Bortezomib is now widely used in the treatment of MM, yielding excellent responses. Bortezomib could inhibit the proliferation and induce the apoptosis of MM cells by blocking cytokine circuits, cell adhesion, and angiogenesis63. However, not all patients treated with bortezomib experience favorable outcomes. Previous researches have reported that bortezomib resistance might be associated with cholesterol metabolism64,65. Our study also revealed that low-CMI patients showed resistant to bortezomib and several other chemotherapeutic agents, demonstrating that cholesterol metabolism in MM might contribute to the response of treatment. Moreover, several researches have suggested that activation of autophagy is associated with bortezomib resistance, while there was minor connection between CMI and autophagy in our research63,66.

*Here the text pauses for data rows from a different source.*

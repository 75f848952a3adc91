//! Configuration file handling
//!
//! One JSON file, serde defaults for everything optional, validated on
//! load. An absent `smtp` block means mock gateways: validation alerts
//! and notice deliveries are logged instead of sent, which is the right
//! behavior for local runs against copied tables.

use std::fs;
use std::path::Path;

use chrono::Duration;
use serde::{Deserialize, Serialize};

use crate::alert::SmtpConfig;
use crate::outbox::RetryPolicy;

use super::errors::{CliError, CliResult};

#[derive(Debug, Clone, Serialize, Deserialize)]
pub struct Config {
    /// Directory holding the table files (required)
    pub data_dir: String,

    /// Operator address for validation alerts (required)
    pub alert_recipient: String,

    /// From address on alerts and notices
    #[serde(default = "default_from_email")]
    pub from_email: String,

    /// From display name
    #[serde(default = "default_from_name")]
    pub from_name: String,

    /// SMTP settings; absent = log instead of send
    #[serde(default)]
    pub smtp: Option<SmtpSettings>,

    /// Default delivery attempt cap
    #[serde(default = "default_max_attempts")]
    pub max_attempts: u32,

    /// First retry delay in minutes (doubles each failure)
    #[serde(default = "default_backoff_initial_minutes")]
    pub backoff_initial_minutes: i64,

    /// Retry delay cap in hours
    #[serde(default = "default_backoff_cap_hours")]
    pub backoff_cap_hours: i64,
}

#[derive(Debug, Clone, Serialize, Deserialize)]
pub struct SmtpSettings {
    pub host: String,
    pub port: u16,
    #[serde(default)]
    pub user: String,
    #[serde(default)]
    pub password: String,
}

fn default_from_email() -> String {
    "noreply@rollbook.local".to_string()
}
fn default_from_name() -> String {
    "Rollbook".to_string()
}
fn default_max_attempts() -> u32 {
    5
}
fn default_backoff_initial_minutes() -> i64 {
    10
}
fn default_backoff_cap_hours() -> i64 {
    24
}

impl Default for Config {
    fn default() -> Self {
        Self {
            data_dir: "./data".to_string(),
            alert_recipient: "ops@example.com".to_string(),
            from_email: default_from_email(),
            from_name: default_from_name(),
            smtp: None,
            max_attempts: default_max_attempts(),
            backoff_initial_minutes: default_backoff_initial_minutes(),
            backoff_cap_hours: default_backoff_cap_hours(),
        }
    }
}

impl Config {
    /// Load configuration from file
    pub fn load(path: &Path) -> CliResult<Self> {
        let content = fs::read_to_string(path)
            .map_err(|e| CliError::config_error(format!("failed to read config: {}", e)))?;

        let config: Config = serde_json::from_str(&content)
            .map_err(|e| CliError::config_error(format!("invalid config JSON: {}", e)))?;

        config.validate()?;

        Ok(config)
    }

    fn validate(&self) -> CliResult<()> {
        if self.data_dir.trim().is_empty() {
            return Err(CliError::config_error("data_dir must not be empty"));
        }
        if !self.alert_recipient.contains('@') {
            return Err(CliError::config_error(format!(
                "alert_recipient '{}' is not an email address",
                self.alert_recipient
            )));
        }
        if self.max_attempts == 0 {
            return Err(CliError::config_error("max_attempts must be > 0"));
        }
        if self.backoff_initial_minutes <= 0 {
            return Err(CliError::config_error("backoff_initial_minutes must be > 0"));
        }
        if self.backoff_cap_hours <= 0 {
            return Err(CliError::config_error("backoff_cap_hours must be > 0"));
        }
        Ok(())
    }

    /// Get data directory as Path
    pub fn data_path(&self) -> &Path {
        Path::new(&self.data_dir)
    }

    /// SMTP settings folded with the from identity, when configured.
    pub fn smtp_config(&self) -> Option<SmtpConfig> {
        self.smtp.as_ref().map(|s| SmtpConfig {
            host: s.host.clone(),
            port: s.port,
            user: s.user.clone(),
            password: s.password.clone(),
            from_email: self.from_email.clone(),
            from_name: self.from_name.clone(),
        })
    }

    /// Retry policy from the configured knobs.
    pub fn retry_policy(&self) -> RetryPolicy {
        RetryPolicy::doubling(
            self.max_attempts,
            Duration::minutes(self.backoff_initial_minutes),
            Duration::hours(self.backoff_cap_hours),
        )
    }
}

#[cfg(test)]
mod tests {
    use super::*;

    #[test]
    fn test_minimal_config_gets_defaults() {
        let config: Config = serde_json::from_str(
            r#"{"data_dir": "./data", "alert_recipient": "ops@club.org"}"#,
        )
        .unwrap();

        config.validate().unwrap();
        assert_eq!(config.max_attempts, 5);
        assert_eq!(config.backoff_initial_minutes, 10);
        assert!(config.smtp.is_none());
        assert!(config.smtp_config().is_none());
    }

    #[test]
    fn test_bad_recipient_rejected() {
        let config = Config {
            alert_recipient: "not-an-address".to_string(),
            ..Config::default()
        };
        assert!(config.validate().is_err());
    }

    #[test]
    fn test_smtp_block_folds_from_identity() {
        let config: Config = serde_json::from_str(
            r#"{
                "data_dir": "./data",
                "alert_recipient": "ops@club.org",
                "from_email": "bot@club.org",
                "smtp": {"host": "smtp.club.org", "port": 587, "user": "bot", "password": "pw"}
            }"#,
        )
        .unwrap();

        let smtp = config.smtp_config().unwrap();
        assert_eq!(smtp.host, "smtp.club.org");
        assert_eq!(smtp.from_email, "bot@club.org");
    }

    #[test]
    fn test_retry_policy_from_knobs() {
        let config = Config {
            max_attempts: 3,
            backoff_initial_minutes: 5,
            ..Config::default()
        };

        let policy = config.retry_policy();
        assert_eq!(policy.default_max_attempts, 3);
        assert_eq!(policy.backoff(1), Duration::minutes(5));
        assert_eq!(policy.backoff(2), Duration::minutes(10));
    }
}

In addition, immunotherapy has become a promising treatment of cancer in recent years, but how to identify suitable patients for immunotherapy remains unclear67. Immune checkpoint inhibitor has been employed in preclinical or clinical trials as a major strategy of immunotherapy. In this study, we chose 6 immune checkpoints and compared the expression levels between the low- and high-CMI groups of MM. The results revealed that they were significantly upregulated in high-CMI group, indicating that MM patients with higher CMI might obtain a better response to immune checkpoint inhibitors. Furthermore, the effect of immunotherapy is closely related to infiltration of immune cells, while cholesterol is found to be associated with number and function of immune cells within tumor microenvironment. Cholesterol could decrease the number of CD8+ T cells and cause exhaustion of T cells68. Besides, Cancer cells could promote cholesterol efflux from the plasma membrane and induce pro-tumor phenotype of macrophages24,69. Consistent with these findings, our study revealed that the high-CMI group has lower CD8+ T cells and higher number of M1 macrophages than the low-CMI group. Collectively, the result implicated that MM patients in the high-CMI group may benefit from immunotherapy.

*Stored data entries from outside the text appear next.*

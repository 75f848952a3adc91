//! Retry policy: attempt cap plus an injected backoff curve
//!
//! The backoff function maps the attempt count (1 = first failure) to the
//! delay before the next try. It must be monotonically non-decreasing in
//! the attempt count; together with the attempt cap that guarantees every
//! item either delivers or dead-letters.

use chrono::Duration;

/// Delivery retry policy.
pub struct RetryPolicy {
    /// Cap applied when an item carries no `MaxAttempts` of its own.
    pub default_max_attempts: u32,
    backoff: Box<dyn Fn(u32) -> Duration + Send + Sync>,
}

impl RetryPolicy {
    /// Policy with a caller-supplied backoff curve.
    pub fn new(
        default_max_attempts: u32,
        backoff: impl Fn(u32) -> Duration + Send + Sync + 'static,
    ) -> Self {
        Self {
            default_max_attempts,
            backoff: Box::new(backoff),
        }
    }

    /// Constant delay between attempts.
    pub fn fixed(default_max_attempts: u32, delay: Duration) -> Self {
        Self::new(default_max_attempts, move |_| delay)
    }

    /// Doubling delay starting at `initial`, capped at `cap`.
    pub fn doubling(default_max_attempts: u32, initial: Duration, cap: Duration) -> Self {
        Self::new(default_max_attempts, move |attempts| {
            let exponent = attempts.saturating_sub(1).min(30);
            let delay = initial * 2_i32.pow(exponent);
            if delay > cap {
                cap
            } else {
                delay
            }
        })
    }

    /// Delay before the next try, given the attempts made so far.
    pub fn backoff(&self, attempts: u32) -> Duration {
        (self.backoff)(attempts)
    }

    /// Attempt cap for an item: its own `MaxAttempts` if set, else the
    /// policy default.
    pub fn effective_max(&self, item_max: Option<u32>) -> u32 {
        item_max.unwrap_or(self.default_max_attempts)
    }
}

impl Default for RetryPolicy {
    /// 5 attempts, doubling backoff from 10 minutes capped at 24 hours.
    fn default() -> Self {
        Self::doubling(5, Duration::minutes(10), Duration::hours(24))
    }
}
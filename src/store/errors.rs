//! Table store error types
//!
//! Store unavailability is the one failure class allowed to propagate as
//! fatal: a batch without its table cannot run at all.

use thiserror::Error;

pub type StoreResult<T> = Result<T, StoreError>;

#[derive(Debug, Error)]
pub enum StoreError {
    #[error("table '{table}' not found")]
    TableNotFound { table: String },

    #[error("failed to read table '{table}': {detail}")]
    ReadFailed { table: String, detail: String },

    #[error("table '{table}' is not valid JSON: {detail}")]
    Malformed { table: String, detail: String },

    #[error("failed to write table '{table}': {detail}")]
    WriteFailed { table: String, detail: String },
}

impl StoreError {
    pub fn not_found(table: impl Into<String>) -> Self {
        StoreError::TableNotFound {
            table: table.into(),
        }
    }

    pub fn read_failed(table: impl Into<String>, detail: impl Into<String>) -> Self {
        StoreError::ReadFailed {
            table: table.into(),
            detail: detail.into(),
        }
    }

    pub fn malformed(table: impl Into<String>, detail: impl Into<String>) -> Self {
        StoreError::Malformed {
            table: table.into(),
            detail: detail.into(),
        }
    }

    pub fn write_failed(table: impl Into<String>, detail: impl Into<String>) -> Self {
        StoreError::WriteFailed {
            table: table.into(),
            detail: detail.into(),
        }
    }
}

Several limitations still remain in our study. First, we performed the analyses based on public datasets. The performance of the prognostic signature should be further validated by prospective clinical trials. Second, the value and mechanism of 6 signature-contained CMGs in MM remains unclear and needs further in vitro and in vivo experiments to assess. Third, the relationship between the prognostic signature and application of immunotherapy needs to be further explored.

Conclusions

In conclusion, we constructed and validated a gene signature based on 6 CMGs to predict the prognosis of MM. This gene signature could provide a novel option for the prognosis prediction of MM and help the diagnosis and precision therapy of MM.